Shapoorji Pallonji Group agrees to leave Tata Sons


“The Shapoorji Pallonji-Tata relationship, which spans more than 70 years, was forged on the basis of mutual trust, good faith and friendship,” the company said in a statement.

“Today, Shapoorji Pallonji Group testified before the Supreme Court that the separation of the Tata Group is necessary due to the potential impact that this ongoing litigation could have on livelihoods and the economy,” the company said.

“It is with regret that the Mistry family believes that a separation of interests would better benefit all stakeholder groups,” Shapoorji Pallonji Group said in a press release.

This essentially means that the SP Group, which has an 18.4% stake in Tata Sons through its two investment firms, is willing to sell its stake and exit the company.

This statement comes after a lengthy legal battle that began in December 2016 after Cyrus Mistry was ousted as chairman of Tata Sons in October 2016.

SP Group said Tata Sons has been making “value-destroying business decisions” since Mistry’s firing.

“It is extremely regrettable that the current leadership of Tata Sons has not only continued to make destructive business decisions of value in a misguided effort to prove a point in these proceedings. It is a matter of public domain that various issues identified years prior, continue to be in either Tata Steel UK operations, where operating losses have increased by an additional 11 billion rupees in the last three years alone, or in the Group’s aviation businesses.

These actions, or the lack of them, have meant that the total debt of the main companies of the Tata group has increased by approximately 100,000 million rupees in the last three years. Excluding TCS, losses in the last few quarters of all listed group companies of approximately Rs 14 billion are causing great concern. Unfortunately, the impact of these actions continues to hurt minority shareholders, be it the SP Group in Tata Sons or the millions of shareholders of publicly traded companies in the Tata Group, “said SP Group.

“Tata Sons has expanded its institutional efforts to suppress and inflict irreparable damage to the SP Group, amid a global crisis triggered by the COVID pandemic. The 150-year-old SP Group – is the second largest construction group in the country, running projects of national importance in India and abroad.

“The Mistry family was in the middle of raising funds against the security of their personal property to face the crisis stemming from the global pandemic. This action was taken to protect the livelihoods of their 60,000 employees and more than 100,000 workers. Tata Hijos’ action to block this crucial fundraiser, without paying attention to the collateral consequences is the latest demonstration of their vindictive mentality, “the company said.

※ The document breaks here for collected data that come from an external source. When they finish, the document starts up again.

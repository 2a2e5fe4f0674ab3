//! Running history queries against every repository.
//!
//! Repositories are checked up front; a missing path aborts the run before
//! any process is started. Queries then run concurrently on a bounded rayon
//! pool, and every launched query is allowed to finish before the first
//! failure is reported.

use crate::error::{Result, TasklogError};
use crate::query::HistoryQuery;
use crate::types::RepositoryRef;
use rayon::prelude::*;
use std::path::Path;
use std::process::Command;
use tracing::{debug, warn};

/// Executes a history query and returns its standard output.
pub trait HistoryRunner: Send + Sync {
    /// Runs `query`. Failures must carry the command line and diagnostic text.
    fn run(&self, query: &HistoryQuery) -> Result<String>;
}

/// Runs queries with the local `git` binary.
#[derive(Debug, Default, Clone, Copy)]
pub struct GitRunner;

impl HistoryRunner for GitRunner {
    fn run(&self, query: &HistoryQuery) -> Result<String> {
        let failed = |diagnostic: String| TasklogError::QueryFailed {
            repository: query.repository.name.clone(),
            command: query.command_line(),
            diagnostic,
        };

        let output = Command::new(&query.program)
            .args(&query.args)
            .output()
            .map_err(|e| failed(e.to_string()))?;

        if !output.status.success() {
            let stderr = String::from_utf8_lossy(&output.stderr);
            return Err(failed(stderr.trim().to_string()));
        }

        String::from_utf8(output.stdout).map_err(|e| failed(format!("invalid UTF-8: {}", e)))
    }
}

/// Checks whether a repository path exists.
pub trait PathProbe: Send + Sync {
    /// Returns true if `path` exists.
    fn exists(&self, path: &Path) -> bool;
}

impl<F> PathProbe for F
where
    F: Fn(&Path) -> bool + Send + Sync,
{
    fn exists(&self, path: &Path) -> bool {
        self(path)
    }
}

/// Checks paths against the local filesystem.
#[derive(Debug, Default, Clone, Copy)]
pub struct FsProbe;

impl PathProbe for FsProbe {
    fn exists(&self, path: &Path) -> bool {
        path.exists()
    }
}

/// Raw history text for one repository.
#[derive(Debug, Clone, PartialEq, Eq)]
pub struct RepositoryOutput {
    /// Repository the text came from.
    pub repository: RepositoryRef,
    /// Standard output of the query; empty means no matching commits.
    pub stdout: String,
}

/// Runs every query and collects the outputs in query order.
///
/// # Errors
///
/// - `RepositoryNotFound` for the first missing repository, before any
///   process is launched.
/// - The first failing query (in query order) once all queries completed.
pub fn execute_all(
    queries: &[HistoryQuery],
    runner: &dyn HistoryRunner,
    probe: &dyn PathProbe,
    max_concurrent: usize,
) -> Result<Vec<RepositoryOutput>> {
    for query in queries {
        if !probe.exists(&query.repository.path) {
            return Err(TasklogError::RepositoryNotFound(
                query.repository.path.clone(),
            ));
        }
    }

    if queries.is_empty() {
        return Ok(Vec::new());
    }

    let threads = max_concurrent.clamp(1, queries.len());
    let pool = rayon::ThreadPoolBuilder::new()
        .num_threads(threads)
        .build()
        .map_err(|e| TasklogError::QueryPool(e.to_string()))?;

    debug!(queries = queries.len(), threads, "running history queries");

    let results: Vec<Result<String>> = pool.install(|| {
        queries
            .par_iter()
            .map(|query| {
                debug!(repository = %query.repository.name, command = %query, "query started");
                let result = runner.run(query);
                debug!(
                    repository = %query.repository.name,
                    ok = result.is_ok(),
                    "query finished"
                );
                result
            })
            .collect()
    });

    queries
        .iter()
        .zip(results)
        .map(|(query, result)| {
            let stdout = result?;
            if stdout.trim().is_empty() {
                warn!(repository = %query.repository.name, "no matching commits");
            }
            Ok(RepositoryOutput {
                repository: query.repository.clone(),
                stdout,
            })
        })
        .collect()
}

On Tuesday, the Supreme Court restricted Shapoorji Pallonji Group (SP) and Cyrus Mistry from pledging or transferring their shares in Tata Sons Pvt Ltd (TSPL) until October 28.

A bank made up of Chief Justice SA Bobde and judges AS Bopanna and V Ramasubramanian also ordered Tata Sons and the SP Group not to take any further action on the shares that have already been committed until October 28, the next hearing date.

The SP group, which owns 18.37 percent of Tata Sons, had said TSPL moved the high court to block its plan to pledge stock to raise funds and that it reeked of revenge and oppression of minority shareholders’ rights.

On September 5, Tata Sons had moved to high court to prevent the Mistry group from raising capital against its shares.

Through the plea, the Tatas had tried to prevent the SP Group from creating a direct or indirect pledge of shares.

The SP Group planned to raise 11 billion rupees from various funds and had signed an agreement with a major Canadian investor to Rs 3,750 crore in the first tranche against a portion of its 18.37 per cent stake in Tata Sons.

The participation of SP Group in the largest commercial house in the country is valued at more than 1 lakh crore. In a hearing via videoconference, the high court said it would hear the statement after four weeks and “in the meantime, the parties will maintain the status quo regarding the pledge / transfer of shares.

“We will say status quo on the transfer / commitment and any further action regarding the transfer / commitment already made,” the bank said.

Lead defender CA Sundaram, who came forward for the SP group, said they were being prevented from pledging the shares and “it is wreaking havoc on me.”

On the other hand, lead counsel Harish Salve, representing TSPL, said the point was “something else”, as TSPL has the right to buy the stock at market price, but the SP group was committing it.

“We are tentatively of the opinion that committing is a limited transfer,” the bank noted, saying it will “hold the final hearing in four weeks.